The ERC awards "Advanced Grants" to exceptional established research leaders so that they can pursue ground-breaking, high-risk projects that open new directions in their research fields. "The ERC Grants are extremely important and beneficial for the BSE research community," said BSE Director Teresa García-Milà. "They help to position the School at the forefront of scientific research in Europe. Such grants create the conditions needed to further develop frontier research and to attract highly qualified researchers to the community."

Project proposals are evaluated by selected international peer reviewers, and scientific excellence is the sole criterion.
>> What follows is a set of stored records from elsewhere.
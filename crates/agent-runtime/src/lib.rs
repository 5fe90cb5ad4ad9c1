//! Agent runtime for executing agents with dependency injection
//!
//! This crate provides the runtime infrastructure for executing agents,
//! including the AgentExecutor for LLM loops, AgentRuntime for dependency
//! management, concrete agent implementations, in-memory sessions and a
//! Runner that streams run events.

pub mod agents;
pub mod executor;
pub mod runner;
pub mod runtime;
pub mod session;

// Re-export key types
pub use agents::{
    AgentTool, Delegation, DelegatingAgent, DelegatingAgentBuilder, SimpleAgent, SimpleConfig,
    ToolAgent,
};
pub use executor::{AgentExecutor, AgentExecutorBuilder, ExecutorConfig};
pub use runner::{EventStream, Runner};
pub use runtime::{AgentRuntime, AgentRuntimeBuilder, RuntimeConfig};
pub use session::{InMemorySessionService, Session, SessionError};
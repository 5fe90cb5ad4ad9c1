//! Shared utilities for agent-rs
//!
//! This crate provides common functionality used across the agent-rs workspace,
//! including logging setup, configuration management, and the credential
//! precondition checked before any model call is attempted.

pub mod config;
pub mod credentials;
pub mod logging;

pub use config::{Config, ConfigError, LogFormat};
pub use credentials::{CredentialError, GOOGLE_API_KEY, require_env, require_with};
pub use logging::{init_tracing, init_tracing_with};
This year the program received 2,304 applications and awarded 302 grants to senior research leaders in 24 different European countries. Only seven projects in the field of Economics were selected to receive Advanced Grants.

Professor Marcet is the fourth BSE professor to receive the prestigious ERC Advanced Grant

Other BSE affiliated professors who have received Advanced Grants from ERC are Jaume Ventura (CREI, UPF and BSE), Jordi Galí (CREI, UPF and BSE) and Joachim Voth (ICREA-UPF and BSE).
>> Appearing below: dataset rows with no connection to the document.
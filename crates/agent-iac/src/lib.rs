//! Infrastructure-as-code agents for Google Cloud
//!
//! A `Coordinator` agent routes each request to one of two code generators:
//!
//! - `terraform_config_gen`: Terraform HCL for core GCP infrastructure
//!   (VMs, VPC networks, buckets, GKE clusters, IAM)
//! - `kubectl_manifest_gen`: Kubernetes YAML for workloads inside a cluster
//!   (Deployments, Services, ConfigMaps, Ingress)
//!
//! Routing is decided by a weighted keyword table ([`IacRouter`]); the
//! coordinator model is only consulted when the table ties and the
//! [`RoutingStrategy`] allows it.
//!
//! # Example
//!
//! ```rust,ignore
//! use agent_iac::{IacConfig, IacCoordinator};
//! use agent_runtime::AgentRuntime;
//! use agent_core::{Agent, Context};
//!
//! let runtime = AgentRuntime::builder().provider(provider).build()?;
//! let coordinator = IacCoordinator::new(&runtime, &IacConfig::default())?;
//!
//! let mut ctx = Context::new();
//! let hcl = coordinator
//!     .process("A GCS bucket with versioning".into(), &mut ctx)
//!     .await?;
//! ```

pub mod config;
pub mod coordinator;
pub mod error;
pub mod prompts;
pub mod router;
pub mod specialists;

pub use config::{IacConfig, IacConfigBuilder, RoutingStrategy};
pub use coordinator::{IacCoordinator, ROUTE_KEY};
pub use error::{IacError, Result};
pub use router::{IacRouter, IacSpecialist, RouteDecision};
pub use specialists::specialist_agent;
The GSE also counts six ERC Starting Grant recipients among its affiliated professors. The Starting Grants support early-career top research leaders who are about to establish or consolidate an independent research career in Europe. BSE affiliated recipients are CREI Researchers Fernando Broner (currently on leave at MIT), Gino Gancia, and Nicola Gennaioli (currently on leave at Bocconi University), ICREA-MOVE/UAB Professor Nezih Guner, and UPF Professors Marta Reynal-Querol and Jan Eeckhout.
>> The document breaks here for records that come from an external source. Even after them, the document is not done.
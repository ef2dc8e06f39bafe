//! # Repository Module
//!
//! The storage contract every settings screen talks to, plus its two
//! implementations.
//!
//! ## Repository Pattern
//! ```text
//! ┌─────────────────────────────────────────────────────────────────────────┐
//! │                    Entity Repository                                    │
//! │                                                                         │
//! │  SettingsController<E, R: EntityRepository<E>>                         │
//! │       │                                                                 │
//! │       │  repo.query_by_text("pan")   → live stream of Vec<E>           │
//! │       │  repo.bulk_import(rows)      → all-or-nothing upsert           │
//! │       ▼                                                                 │
//! │  ┌──────────────────────┐      ┌──────────────────────┐               │
//! │  │ SqliteRepository<E>  │      │ MemoryRepository<E>  │               │
//! │  │ (sqlite.rs)          │      │ (memory.rs)          │               │
//! │  │ Entity::matches + tx │      │ Vec + RwLock, test   │               │
//! │  │ change feed per table│      │ latency + failures   │               │
//! │  └──────────────────────┘      └──────────────────────┘               │
//! │                                                                         │
//! │  Live queries: every successful write bumps the table's revision;     │
//! │  every open query stream re-runs and emits the fresh result.          │
//! └─────────────────────────────────────────────────────────────────────────┘
//! ```
//!
//! ## Available Implementations
//!
//! - [`SqliteRepository`] - Generic SQLite repository over a [`StoredEntity`]
//! - [`MemoryRepository`] - In-process repository for tests and demos

pub mod memory;
pub mod sqlite;
pub mod tables;

use std::future::Future;

use futures_util::stream::BoxStream;
use tavola_core::Entity;

use crate::error::DbResult;

pub use memory::MemoryRepository;
pub use sqlite::SqliteRepository;
pub use tables::StoredEntity;

/// A live, restartable result stream.
///
/// Emits the current result immediately, then again after every change to
/// the underlying table, until dropped.
pub type LiveQuery<E> = BoxStream<'static, DbResult<Vec<E>>>;

/// Storage operations a settings screen needs for one entity kind.
pub trait EntityRepository<E: Entity>: Send + Sync + 'static {
    /// Opens a live query for entities matching `query`.
    ///
    /// An empty (or whitespace) query yields every entity. Dropping the
    /// stream cancels the query.
    fn query_by_text(&self, query: &str) -> LiveQuery<E>;

    /// Inserts or updates every row of `items` as one unit.
    ///
    /// Rows are keyed by [`Entity::record_id`]; an existing row with the same
    /// key is replaced. Either every row is written or none is.
    ///
    /// ## Returns
    /// The number of rows written.
    fn bulk_import(&self, items: Vec<E>) -> impl Future<Output = DbResult<usize>> + Send;

    /// Inserts (or replaces) a single row.
    fn insert(&self, item: E) -> impl Future<Output = DbResult<()>> + Send;

    /// Returns the number of stored rows.
    fn count(&self) -> impl Future<Output = DbResult<usize>> + Send;
}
All of the Starting and Advanced ERC Grant recipients of the BSE also teach in some of the School's master programs.

Challenging the Efficient Market Hypothesis

Professor Marcet's project, "Asset Prices and Macro Policy when Agents Learn," challenges the Efficient Market Hypothesis (EMH). "Most research in Economics assumes that investors form objective expectations about the future and that they behave rationally," Prof. Marcet explains. "These assumptions are the foundation of the well-known Efficient Market Hypothesis, warranting that assets are valued appropriately.

"Our research considers investors who are rational in the sense that they maximize their own profits, but who are not able to form expectations as if they knew how prices are formed. Under this view, the Efficient Market Hypothesis does not hold. Prices vary because of their own inertia. This view has strong implications for policy interventions, since it implies that asset prices do not reflect fundamentals."

As examples of this, Prof. Marcet points to stock prices that do not represent potential profits of a firm and sovereign bond prices that do not reflect the risk of default of a given country.

About Albert Marcet

Albert Marcet is ICREA Research Professor and Director of the Institute for Economic Analysis (IAE) and AXA Research Chair on Macroeconomic Risk at the Barcelona School of Economics. He is also the director of the Bank of Spain Excellence Program. Previously, he was Professor at the London School of Economics (LSE) and Universitat Pompeu Fabra (UPF). In 2011, Prof. Marcet was named Fellow of the Econometric Society. He has been Research Fellow of CEPR since 1992. He has also served as President of the Spanish Economic Association (2007). Prof. Marcet was the first Director of the BSE Master in Macroeconomic Policy and Financial Markets (2008-09). He now serves as Scientific Director and teaches master courses in the program.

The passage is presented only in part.